Ted Butler, Asst. U. S. Atty., Andrew L. Jefferson, Jr., Asst. U. S. Atty., Ernest Morgan, U. S. Atty., San Antonio, Tex., for appellee.
Before GOLDBERG and CLAYTON, Circuit Judges, and HANNAY, District Judge.
The appellant, Marshall Small, was tried by a jury and found guilty under an indictment charging him with violation of 18 U.S.C. § 1465.1 The substance of the charge was that Small had transported in interstate commerce several film strips which were allegedly pornographic in content.
During the course of the trial, Small's counsel asked for the introduction of a signed statement given by Small to law enforcement officials.
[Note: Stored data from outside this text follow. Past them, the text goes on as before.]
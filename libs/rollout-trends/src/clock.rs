//! Clock abstraction
//!
//! Calculators take `now` as an argument. Only the outermost callers read a
//! `Clock`, so reports can be replayed with a frozen instant.

use chrono::{FixedOffset, NaiveDate, NaiveDateTime, NaiveTime, Offset, Utc};

use crate::error::{Result, TrendError};

/// Default wall-clock offset for period boundaries (UTC+05:30)
pub const DEFAULT_UTC_OFFSET: &str = "+05:30";

/// Source of the local wall-clock time
pub trait Clock: Send + Sync {
    fn now(&self) -> NaiveDateTime;
}

/// Real clock projected into a fixed UTC offset
#[derive(Debug, Clone, Copy)]
pub struct SystemClock {
    offset: FixedOffset,
}

impl SystemClock {
    pub fn new(offset: FixedOffset) -> Self {
        Self { offset }
    }

    pub fn utc() -> Self {
        Self::new(Utc.fix())
    }

    pub fn offset(&self) -> FixedOffset {
        self.offset
    }
}

impl Clock for SystemClock {
    fn now(&self) -> NaiveDateTime {
        Utc::now().with_timezone(&self.offset).naive_local()
    }
}

/// Frozen clock
#[derive(Debug, Clone, Copy, PartialEq, Eq)]
pub struct FixedClock(pub NaiveDateTime);

impl Clock for FixedClock {
    fn now(&self) -> NaiveDateTime {
        self.0
    }
}

impl<C: Clock + ?Sized> Clock for &C {
    fn now(&self) -> NaiveDateTime {
        (**self).now()
    }
}

/// Parse an offset like `+05:30`, `-03:00` or `Z`
pub fn parse_utc_offset(raw: &str) -> Result<FixedOffset> {
    let s = raw.trim();
    if s.eq_ignore_ascii_case("z") || s.eq_ignore_ascii_case("utc") {
        return Ok(Utc.fix());
    }
    s.parse::<FixedOffset>()
        .map_err(|e| TrendError::invalid_offset(format!("'{}': {}", raw, e)))
}

/// Parse a local instant for freezing the clock
///
/// A bare date is taken as local noon so period boundaries on that day are
/// unambiguous; RFC 3339 inputs are converted into `offset` first.
pub fn parse_local_instant(raw: &str, offset: FixedOffset) -> Result<NaiveDateTime> {
    let s = raw.trim();
    if let Ok(date) = NaiveDate::parse_from_str(s, "%Y-%m-%d") {
        return Ok(date.and_time(NaiveTime::from_hms_opt(12, 0, 0).unwrap_or(NaiveTime::MIN)));
    }
    if let Ok(dt) = chrono::DateTime::parse_from_rfc3339(s) {
        return Ok(dt.with_timezone(&offset).naive_local());
    }
    NaiveDateTime::parse_from_str(s, "%Y-%m-%dT%H:%M:%S")
        .map_err(|e| TrendError::invalid_timestamp(format!("'{}': {}", raw, e)))
}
The statement purported to circumstantiate Small's defense that the films were purchased for his personal eroticism, rather than for resale in an underground market.
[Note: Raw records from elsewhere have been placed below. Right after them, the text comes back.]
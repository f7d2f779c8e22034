//! Trend Calculator - latest value against prior value
//!
//! Works on cumulative counters: the "current" value is the latest
//! observation in the window, the "previous" value is the latest observation
//! strictly before it. Nothing here fails; absence is reported in-band via
//! zeroed fields and `has_data`.

use chrono::NaiveDateTime;
use serde::{Deserialize, Serialize};
use std::fmt;
use tracing::{debug, trace};

use crate::event::Event;
use crate::period::{resolve_period, Period};

/// Direction of movement
#[derive(Debug, Clone, Copy, PartialEq, Eq, Hash, Serialize, Deserialize)]
#[serde(rename_all = "lowercase")]
pub enum Direction {
    Up,
    Down,
    Stable,
}

impl Direction {
    /// Sign of `change`; zero and NaN are `Stable`
    pub fn from_change(change: f64) -> Self {
        if change > 0.0 {
            Self::Up
        } else if change < 0.0 {
            Self::Down
        } else {
            Self::Stable
        }
    }

    pub fn as_str(&self) -> &'static str {
        match self {
            Self::Up => "up",
            Self::Down => "down",
            Self::Stable => "stable",
        }
    }
}

impl fmt::Display for Direction {
    fn fmt(&self, f: &mut fmt::Formatter<'_>) -> fmt::Result {
        write!(f, "{}", self.as_str())
    }
}

/// Movement of one metric between two observations
#[derive(Debug, Clone, Copy, PartialEq, Serialize, Deserialize)]
#[serde(rename_all = "camelCase")]
pub struct TrendResult {
    pub direction: Direction,
    pub current_value: f64,
    pub previous_value: f64,
    pub change_value: f64,
    pub change_percentage: f64,
    /// `false` only when the period could not be resolved
    pub has_data: bool,
}

impl TrendResult {
    /// Derive change, percentage and direction from the two values
    pub fn from_values(current_value: f64, previous_value: f64) -> Self {
        let change_value = current_value - previous_value;
        Self {
            direction: Direction::from_change(change_value),
            current_value,
            previous_value,
            change_value,
            change_percentage: change_percentage(change_value, previous_value),
            has_data: true,
        }
    }

    /// Known metric with nothing to compare
    pub fn empty() -> Self {
        Self::from_values(0.0, 0.0)
    }

    /// Period could not be resolved
    pub fn no_data() -> Self {
        Self {
            has_data: false,
            ..Self::empty()
        }
    }
}

/// Percentage change relative to `previous`; 0 when `previous` is 0
///
/// A move from 0 to any value therefore reports 0%.
pub fn change_percentage(change: f64, previous: f64) -> f64 {
    if previous == 0.0 {
        0.0
    } else {
        change / previous * 100.0
    }
}

/// Matching events sorted ascending by date; equal dates keep input order
pub(crate) fn sorted_series<'a>(
    events: &'a [Event],
    metric: &str,
    entity: Option<&str>,
) -> Vec<&'a Event> {
    let mut series: Vec<&Event> = events
        .iter()
        .filter(|e| e.matches(metric, entity))
        .collect();
    series.sort_by_key(|e| e.date);
    series
}

/// Compute the trend of `metric` (optionally for one `entity`)
///
/// Without a window the last two observations are compared. With a window
/// the latest in-window observation is compared against the latest one
/// strictly before the window start.
pub fn calculate_trend(
    events: &[Event],
    metric: &str,
    entity: Option<&str>,
    window: Option<&Period>,
) -> TrendResult {
    let series = sorted_series(events, metric, entity);
    if series.is_empty() {
        trace!(metric, entity, "no events for metric");
        return TrendResult::empty();
    }

    let result = match window {
        None => {
            let mut latest = series.iter().rev();
            let current = latest.next().map_or(0.0, |e| e.value);
            let previous = latest.next().map_or(0.0, |e| e.value);
            TrendResult::from_values(current, previous)
        },
        Some(period) => {
            let Some(current) = series.iter().rev().find(|e| period.contains(e.instant()))
            else {
                trace!(metric, entity, "no events inside window");
                return TrendResult::empty();
            };
            let previous = series
                .iter()
                .rev()
                .find(|e| e.instant() < period.start)
                .map_or(0.0, |e| e.value);
            TrendResult::from_values(current.value, previous)
        },
    };

    debug!(
        metric,
        entity,
        current = result.current_value,
        previous = result.previous_value,
        direction = %result.direction,
        "trend"
    );
    result
}

/// Trend over a named period resolved at `now`
///
/// Unknown tokens yield a `has_data = false` result.
pub fn calculate_period_trend(
    events: &[Event],
    metric: &str,
    entity: Option<&str>,
    token: &str,
    now: NaiveDateTime,
) -> TrendResult {
    match resolve_period(token, now) {
        Some(period) => calculate_trend(events, metric, entity, Some(&period)),
        None => {
            debug!(token, "period not resolved");
            TrendResult::no_data()
        },
    }
}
Although Small's statement clearly indicated that he acknowledged possession of the films and that certain segments of the community might label them salacious as opposed to artistic, his counsel sought to suppress the introduction of the films into evidence on the theory that they were obtained as the result of an illegal search and seizure. The Motion to Suppress, however, was submitted for the first time when the government offered the various reels for examination by an agent of the Federal Bureau of Investigation. The district court held that Small had not met the requirements of Rule 41(e) of the Federal Rules of Criminal Procedure2 and consequently could not object to the admission of the films. We affirm.
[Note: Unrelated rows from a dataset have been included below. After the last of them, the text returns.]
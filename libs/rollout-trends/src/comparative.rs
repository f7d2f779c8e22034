//! Comparative Calculator - period-over-period daily rates
//!
//! Compares the current week (or month) against the period immediately
//! before it. Each period's net change is normalized to a per-day rate so a
//! partially elapsed period can be compared with a complete one.

use chrono::NaiveDateTime;
use serde::{Deserialize, Serialize};
use tracing::debug;

use crate::event::Event;
use crate::period::{previous_comparable, Period, PeriodToken};
use crate::trend::{calculate_trend, Direction};

/// Rate comparison between two consecutive periods
#[derive(Debug, Clone, Copy, PartialEq, Serialize, Deserialize)]
#[serde(rename_all = "camelCase")]
pub struct ComparativeTrendResult {
    pub direction: Direction,
    pub current_daily_rate: f64,
    pub previous_daily_rate: f64,
    /// Net change over the current period
    pub current_total: f64,
    /// Net change over the previous period
    pub previous_total: f64,
    /// `current_daily_rate - previous_daily_rate`
    pub change_value: f64,
    pub change_percentage: f64,
    pub has_data: bool,
}

impl ComparativeTrendResult {
    pub fn from_rates(
        current_daily_rate: f64,
        previous_daily_rate: f64,
        current_total: f64,
        previous_total: f64,
    ) -> Self {
        let change_value = current_daily_rate - previous_daily_rate;
        let change_percentage = if previous_daily_rate > 0.0 {
            change_value / previous_daily_rate * 100.0
        } else {
            0.0
        };
        Self {
            direction: Direction::from_change(change_value),
            current_daily_rate,
            previous_daily_rate,
            current_total,
            previous_total,
            change_value,
            change_percentage,
            has_data: true,
        }
    }

    pub fn no_data() -> Self {
        Self {
            has_data: false,
            ..Self::from_rates(0.0, 0.0, 0.0, 0.0)
        }
    }
}

/// Net change divided by the days elapsed from the period start to the last
/// matching event inside it (at least one day)
pub fn daily_rate(
    events: &[Event],
    metric: &str,
    entity: Option<&str>,
    period: &Period,
    change: f64,
) -> f64 {
    let last_date = events
        .iter()
        .filter(|e| e.matches(metric, entity) && period.contains(e.instant()))
        .map(|e| e.date)
        .max();
    let elapsed = last_date.map_or(0, |d| (d - period.start.date()).num_days());
    change / elapsed.max(1) as f64
}

/// Compare the period named by `token` with its predecessor
///
/// Only `current-week` and `current-month` are comparable; any other token,
/// known or not, yields a `has_data = false` result.
pub fn calculate_comparative_trend(
    events: &[Event],
    metric: &str,
    entity: Option<&str>,
    token: &str,
    now: NaiveDateTime,
) -> ComparativeTrendResult {
    let token = match token.parse::<PeriodToken>() {
        Ok(t) if t.supports_comparison() => t,
        _ => {
            debug!(token, "period not comparable");
            return ComparativeTrendResult::no_data();
        },
    };

    let (Some(current), Some(previous)) = (token.resolve(now), previous_comparable(token, now))
    else {
        debug!(%token, "period boundaries not resolved");
        return ComparativeTrendResult::no_data();
    };

    let current_trend = calculate_trend(events, metric, entity, Some(&current));
    let previous_trend = calculate_trend(events, metric, entity, Some(&previous));

    let current_rate = daily_rate(events, metric, entity, &current, current_trend.change_value);
    let previous_rate = daily_rate(
        events,
        metric,
        entity,
        &previous,
        previous_trend.change_value,
    );

    let result = ComparativeTrendResult::from_rates(
        current_rate,
        previous_rate,
        current_trend.change_value,
        previous_trend.change_value,
    );
    debug!(
        metric,
        entity,
        %token,
        current_rate,
        previous_rate,
        direction = %result.direction,
        "comparative trend"
    );
    result
}
//! Aggregator - national rollups over many entities
//!
//! Per-entity results are summed, then change, percentage and direction are
//! recomputed from the sums. The aggregate direction reflects net movement,
//! not a majority vote of entity directions.

use chrono::NaiveDateTime;
use tracing::debug;

use crate::comparative::{calculate_comparative_trend, ComparativeTrendResult};
use crate::event::Event;
use crate::period::{resolve_period, Period};
use crate::trend::{calculate_trend, TrendResult};

/// Sum trends that carry data; `no_data()` if none do
pub fn aggregate_trends<I>(results: I) -> TrendResult
where
    I: IntoIterator<Item = TrendResult>,
{
    let mut survivors = 0usize;
    let (current, previous) = results
        .into_iter()
        .filter(|r| r.has_data)
        .fold((0.0, 0.0), |(cur, prev), r| {
            survivors += 1;
            (cur + r.current_value, prev + r.previous_value)
        });

    if survivors == 0 {
        return TrendResult::no_data();
    }
    TrendResult::from_values(current, previous)
}

/// Sum comparative results that carry data; `no_data()` if none do
pub fn aggregate_comparative_trends<I>(results: I) -> ComparativeTrendResult
where
    I: IntoIterator<Item = ComparativeTrendResult>,
{
    let mut survivors = 0usize;
    let mut current_rate = 0.0;
    let mut previous_rate = 0.0;
    let mut current_total = 0.0;
    let mut previous_total = 0.0;

    for r in results.into_iter().filter(|r| r.has_data) {
        survivors += 1;
        current_rate += r.current_daily_rate;
        previous_rate += r.previous_daily_rate;
        current_total += r.current_total;
        previous_total += r.previous_total;
    }

    if survivors == 0 {
        return ComparativeTrendResult::no_data();
    }
    ComparativeTrendResult::from_rates(current_rate, previous_rate, current_total, previous_total)
}

/// Combined trend of `metric` across `entities`
pub fn calculate_aggregate_trend<S: AsRef<str>>(
    events: &[Event],
    metric: &str,
    entities: &[S],
    window: Option<&Period>,
) -> TrendResult {
    let result = aggregate_trends(
        entities
            .iter()
            .map(|e| calculate_trend(events, metric, Some(e.as_ref()), window)),
    );
    debug!(
        metric,
        entities = entities.len(),
        current = result.current_value,
        previous = result.previous_value,
        "aggregate trend"
    );
    result
}

/// Combined trend over a named period; unknown tokens yield `no_data()`
pub fn calculate_aggregate_period_trend<S: AsRef<str>>(
    events: &[Event],
    metric: &str,
    entities: &[S],
    token: &str,
    now: NaiveDateTime,
) -> TrendResult {
    match resolve_period(token, now) {
        Some(period) => calculate_aggregate_trend(events, metric, entities, Some(&period)),
        None => TrendResult::no_data(),
    }
}

/// Combined period-over-period comparison across `entities`
pub fn calculate_aggregate_comparative_trend<S: AsRef<str>>(
    events: &[Event],
    metric: &str,
    entities: &[S],
    token: &str,
    now: NaiveDateTime,
) -> ComparativeTrendResult {
    let result = aggregate_comparative_trends(
        entities
            .iter()
            .map(|e| calculate_comparative_trend(events, metric, Some(e.as_ref()), token, now)),
    );
    debug!(
        metric,
        token,
        entities = entities.len(),
        current_rate = result.current_daily_rate,
        previous_rate = result.previous_daily_rate,
        "aggregate comparative trend"
    );
    result
}

#[cfg(test)]
#[allow(clippy::disallowed_methods)] // Test code - unwrap is acceptable
mod tests {
    use super::*;
    use crate::trend::Direction;
    use chrono::NaiveDate;

    fn date(y: i32, m: u32, d: u32) -> NaiveDate {
        NaiveDate::from_ymd_opt(y, m, d).unwrap()
    }

    #[test]
    fn test_net_movement_beats_majority() {
        // Two entities up a little, one down a lot
        let results = vec![
            TrendResult::from_values(11.0, 10.0),
            TrendResult::from_values(11.0, 10.0),
            TrendResult::from_values(50.0, 100.0),
        ];
        let agg = aggregate_trends(results);
        assert_eq!(agg.current_value, 72.0);
        assert_eq!(agg.previous_value, 120.0);
        assert_eq!(agg.direction, Direction::Down);
        assert_eq!(agg.change_percentage, -40.0);
    }

    #[test]
    fn test_all_filtered_is_no_data() {
        let agg = aggregate_trends(vec![TrendResult::no_data(), TrendResult::no_data()]);
        assert_eq!(agg, TrendResult::no_data());

        let empty: [&str; 0] = [];
        assert!(!calculate_aggregate_trend(&[], "x", &empty, None).has_data);
    }

    #[test]
    fn test_aggregate_comparative_sums_rates_and_totals() {
        let results = vec![
            ComparativeTrendResult::from_rates(3.0, 2.0, 9.0, 14.0),
            ComparativeTrendResult::no_data(),
            ComparativeTrendResult::from_rates(1.0, 2.0, 3.0, 14.0),
        ];
        let agg = aggregate_comparative_trends(results);
        assert_eq!(agg.current_daily_rate, 4.0);
        assert_eq!(agg.previous_daily_rate, 4.0);
        assert_eq!(agg.current_total, 12.0);
        assert_eq!(agg.previous_total, 28.0);
        assert_eq!(agg.direction, Direction::Stable);
        assert!(agg.has_data);
    }

    #[test]
    fn test_aggregate_period_trend_unknown_token() {
        let now = date(2024, 1, 10).and_hms_opt(0, 0, 0).unwrap();
        let events = vec![Event::new(date(2024, 1, 9), "x", 1.0, "A")];
        let r = calculate_aggregate_period_trend(&events, "x", &["A"], "someday", now);
        assert!(!r.has_data);

        let r = calculate_aggregate_comparative_trend(&events, "x", &["A"], "today", now);
        assert!(!r.has_data);
    }
}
The purpose of Rule 41(e) in requiring Motions to Suppress to be introduced prior to trial is to facilitate a uniform presentation of the facts and law to the jury with as few disruptive intervals as possible. Although the trial judge is free to exercise judicial discretion when a motion is offered for the first time during the trial where there would be obvious prejudice to the defendant, the granting of such a motion is disfavored where counsel was fully aware of the facts prior to trial and had ample opportunity to present the motion. Anderson v. United States, 5 Cir. 1966, 355 F.2d 928; Birdsell v. United States, 5 Cir. 1965, 346 F.2d 775, 782, cert. den., 382 U.S. 963, 86 S.Ct. 449, 15 L.Ed.2d 366; and Garcia v. United States, 5 Cir. 1963, 315 F.2d 133, 135-136, cert. den., 375 U.S. 855, 84 S.Ct. 117, 11 L. Ed.2d 82. Cf. Barba-Reyes v. United States, 9 Cir. 1967, 387 F.2d 91, 93, and United States v. Weldon, 2 Cir. 1967, 384 F.2d 772, 775. Without positing a rigid and absolute requirement that a Motion to Suppress be presented in limini, we hold that the trial court did not err in overruling the motion for the following reasons: (1) counsel had complete knowledge of the facts in ample time to present the motion prior to trial; (2) the delay was apparently part of counsel's trial stratagem; and (3) counsel invited any possible error when he asked for the introduction of the written statement, but did not object to several references to the film.